*** Stored data

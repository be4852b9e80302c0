#![forbid(unsafe_code)]
use anyhow::{Context, Result};
use chrono::{NaiveDate, Utc};
use clap::{Parser, Subcommand, ValueEnum};
use permanence::{
    changelog::{ChangeRenderer, TextChangeLog},
    config::Settings,
    io::{self, ExportFormat},
    model::{AssignmentId, MemberId, Term},
    scheduler::{AssignmentInput, Finding, GenerationRequest, RosterError, Severity},
    service::RosterService,
    storage::{JsonStorage, Storage},
};
use std::fs::File;
use std::io::BufWriter;
#[cfg(feature = "logging")]
use tracing_subscriber::{fmt::Subscriber, EnvFilter};

/// CLI des permanences du comité bibliothèque (sans base de données)
#[derive(Parser, Debug)]
#[command(author, version, about)]
struct Cli {
    /// Active les logs (feature `logging`)
    #[arg(long, global = true)]
    log: bool,

    /// Fichier JSON de roster
    #[arg(long, global = true, env = "PERMANENCE_ROSTER", default_value = "roster.json")]
    roster: String,

    /// Réglages JSON (calendrier, niveaux éligibles, seuil d'équilibre)
    #[arg(long, global = true, env = "PERMANENCE_CONFIG")]
    config: Option<String>,

    #[command(subcommand)]
    cmd: Commands,
}

#[derive(Clone, Copy, Debug, ValueEnum)]
enum Format {
    Csv,
    Json,
}

impl From<Format> for ExportFormat {
    fn from(f: Format) -> Self {
        match f {
            Format::Csv => ExportFormat::Csv,
            Format::Json => ExportFormat::Json,
        }
    }
}

fn parse_term(s: &str) -> Result<Term, String> {
    s.parse()
}

#[derive(Subcommand, Debug)]
enum Commands {
    /// Écrire un fichier de réglages par défaut
    InitConfig {
        #[arg(long)]
        out: String,
    },

    /// Importer des membres depuis un CSV (`id,name,grade,class[,role]`)
    ImportMembers {
        #[arg(long)]
        csv: String,
    },

    /// Importer des salles depuis un CSV (`id,name,capacity`)
    ImportRooms {
        #[arg(long)]
        csv: String,
    },

    /// Générer le planning d'un ou des trimestres couverts par la période
    Generate {
        #[arg(long, value_parser = parse_term)]
        term: Option<Term>,
        /// liste ordonnée "id1,id2,..." (défaut : niveaux éligibles)
        #[arg(long)]
        members: Option<String>,
        /// YYYY-MM-DD
        #[arg(long)]
        start: NaiveDate,
        /// YYYY-MM-DD
        #[arg(long)]
        end: NaiveDate,
        /// CSV `member_id,date[,reason]`
        #[arg(long)]
        exclusions: Option<String>,
        /// Remplacer les permanences existantes du trimestre
        #[arg(long)]
        force: bool,
    },

    /// Vérifier un trimestre avant publication
    Verify {
        #[arg(long, value_parser = parse_term)]
        term: Term,
        /// Sortie JSON
        #[arg(long)]
        json: bool,
    },

    /// Modifier une permanence (membre, salle, jour et trimestre revalidés ensemble)
    Update {
        #[arg(long)]
        id: u64,
        #[arg(long)]
        member: u64,
        #[arg(long)]
        room: u64,
        /// 1 = lundi ... 5 = vendredi
        #[arg(long)]
        weekday: u8,
        #[arg(long)]
        term: String,
    },

    /// Ajouter une permanence
    Add {
        #[arg(long)]
        member: u64,
        #[arg(long)]
        room: u64,
        #[arg(long)]
        weekday: u8,
        #[arg(long)]
        term: String,
    },

    /// Supprimer une permanence
    Delete {
        #[arg(long)]
        id: u64,
    },

    /// Publier un trimestre (refusé tant qu'une erreur subsiste)
    Publish {
        #[arg(long, value_parser = parse_term)]
        term: Term,
    },

    /// Exporter le planning
    Export {
        #[arg(long, value_parser = parse_term)]
        term: Option<Term>,
        #[arg(long, value_enum, default_value_t = Format::Csv)]
        format: Format,
        /// Fichier de sortie (défaut : stdout)
        #[arg(long)]
        out: Option<String>,
    },

    /// Lister les permanences
    List {
        #[arg(long, value_parser = parse_term)]
        term: Option<Term>,
    },
}

fn main() -> Result<()> {
    let cli = Cli::parse();

    #[cfg(feature = "logging")]
    if cli.log {
        let _ = Subscriber::builder()
            .with_env_filter(EnvFilter::from_default_env())
            .try_init();
    }

    let settings = match &cli.config {
        Some(path) => Settings::load_from_file(path)?,
        None => {
            let settings = Settings::for_date(Utc::now().date_naive())?;
            // calendrier déduit de l'horloge : on le rend visible
            eprintln!(
                "note: no --config given, academic year inferred from today: {} .. {}",
                settings.calendar.first.start, settings.calendar.second.end
            );
            settings
        }
    };
    let service = RosterService::new(JsonStorage::open(&cli.roster)?, settings);

    let code = match run(&service, cli.cmd) {
        Ok(code) => code,
        Err(err) => match err.downcast::<RosterError>() {
            Ok(domain) => report(&domain),
            Err(other) => return Err(other),
        },
    };

    std::process::exit(code);
}

fn run(service: &RosterService<JsonStorage>, cmd: Commands) -> Result<i32> {
    let code = match cmd {
        Commands::InitConfig { out } => {
            service.settings().save_to_file(&out)?;
            println!("settings written to {out}");
            0
        }
        Commands::ImportMembers { csv } => {
            let members = io::import_members_csv(&csv).with_context(|| format!("importing {csv}"))?;
            let n = service.import_members(members)?;
            println!("{n} member(s) imported");
            0
        }
        Commands::ImportRooms { csv } => {
            let rooms = io::import_rooms_csv(&csv).with_context(|| format!("importing {csv}"))?;
            let n = service.import_rooms(rooms)?;
            println!("{n} room(s) imported");
            0
        }
        Commands::Generate {
            term,
            members,
            start,
            end,
            exclusions,
            force,
        } => {
            let members = match members {
                Some(list) => parse_member_list(&list)?,
                None => Vec::new(),
            };
            let exclusions = match exclusions {
                Some(path) => io::import_exclusions_csv(&path)
                    .with_context(|| format!("importing {path}"))?,
                None => Vec::new(),
            };
            let request = GenerationRequest {
                term,
                members,
                start,
                end,
                exclusions,
                force_regenerate: force,
            };
            let outcome = service.generate(&request)?;
            println!("{} assignment(s) created", outcome.assignments_created);
            for gap in &outcome.gaps {
                println!("gap: {gap} ({:?})", gap.reason);
            }
            // Code 2 = WARNING/INCOMPLETE
            if outcome.gaps.is_empty() {
                0
            } else {
                2
            }
        }
        Commands::Verify { term, json } => {
            let findings = service.verify(term)?;
            if json {
                println!("{}", serde_json::to_string_pretty(&findings)?);
            } else {
                print_findings(&findings);
            }
            severity_code(&findings)
        }
        Commands::Update {
            id,
            member,
            room,
            weekday,
            term,
        } => {
            let input = AssignmentInput {
                member,
                room,
                weekday,
                term,
            };
            let updated = service.update_assignment(AssignmentId::new(id), &input)?;
            let roster = service.storage().load()?;
            println!("{}", TextChangeLog.render(&roster, &updated));
            0
        }
        Commands::Add {
            member,
            room,
            weekday,
            term,
        } => {
            let input = AssignmentInput {
                member,
                room,
                weekday,
                term,
            };
            let added = service.add_assignment(&input)?;
            println!("assignment {} created", added.id);
            0
        }
        Commands::Delete { id } => {
            let removed = service.delete_assignment(AssignmentId::new(id))?;
            println!("assignment {} deleted", removed.id);
            0
        }
        Commands::Publish { term } => {
            let findings = service.publish(term)?;
            print_findings(&findings);
            println!("{term} published");
            0
        }
        Commands::Export { term, format, out } => {
            match out {
                Some(path) => {
                    let file = File::create(&path).with_context(|| format!("creating {path}"))?;
                    service.export(BufWriter::new(file), term, format.into())?;
                }
                None => service.export(std::io::stdout().lock(), term, format.into())?,
            }
            0
        }
        Commands::List { term } => {
            let roster = service.storage().load()?;
            let mut assignments: Vec<_> = roster
                .assignments
                .iter()
                .filter(|a| term.map_or(true, |t| a.term == t))
                .collect();
            assignments.sort_by_key(|a| (a.term, a.weekday, a.room, a.member));
            // impression compacte
            for a in assignments {
                let member = roster.find_member(a.member).map_or("-", |m| m.name.as_str());
                let room = roster.find_room(a.room).map_or("-", |r| r.name.as_str());
                println!("{} | {} | {} | {} | {}", a.id, a.term, a.weekday, room, member);
            }
            0
        }
    };
    Ok(code)
}

fn parse_member_list(list: &str) -> Result<Vec<MemberId>> {
    list.split(',')
        .map(str::trim)
        .filter(|s| !s.is_empty())
        .map(|s| {
            s.parse::<u64>()
                .map(MemberId::new)
                .with_context(|| format!("invalid member id: {s}"))
        })
        .collect()
}

fn print_findings(findings: &[Finding]) {
    for f in findings {
        println!("[{}] {}: {}", f.severity, f.rule.code(), f.message);
        for line in &f.details {
            println!("    {line}");
        }
    }
}

/// 0 = OK, 2 = avertissements, 1 = erreurs.
fn severity_code(findings: &[Finding]) -> i32 {
    match findings.iter().map(|f| f.severity).min() {
        Some(Severity::Error) => 1,
        Some(Severity::Warning) => 2,
        _ => 0,
    }
}

fn report(err: &RosterError) -> i32 {
    match err {
        RosterError::Violation(v) => eprintln!("error[{}]: {v}", v.code()),
        RosterError::GenerationInfeasible { cells } => {
            eprintln!("error: {err}");
            for cell in cells {
                eprintln!("  unfillable: {cell}");
            }
        }
        other => eprintln!("error: {other}"),
    }
    // 3 = panne de stockage
    if err.is_recoverable() {
        1
    } else {
        3
    }
}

******

* [Task brief]: Write out exactly, please, the lines beginning at the start of the material and ending with the line that holds "JSON de roster", both included.

* [Exercise answer]:
repository be4852b9e80302c0
#![forbid(unsafe_code)]
use anyhow::{Context, Result};
use chrono::{NaiveDate, Utc};
use clap::{Parser, Subcommand, ValueEnum};
use permanence::{
    changelog::{ChangeRenderer, TextChangeLog},
    config::Settings,
    io::{self, ExportFormat},
    model::{AssignmentId, MemberId, Term},
    scheduler::{AssignmentInput, Finding, GenerationRequest, RosterError, Severity},
    service::RosterService,
    storage::{JsonStorage, Storage},
};
use std::fs::File;
use std::io::BufWriter;
#[cfg(feature = "logging")]
use tracing_subscriber::{fmt::Subscriber, EnvFilter};

/// CLI des permanences du comité bibliothèque (sans base de données)
#[derive(Parser, Debug)]
#[command(author, version, about)]
struct Cli {
    /// Active les logs (feature `logging`)
    #[arg(long, global = true)]
    log: bool,

    /// Fichier JSON de roster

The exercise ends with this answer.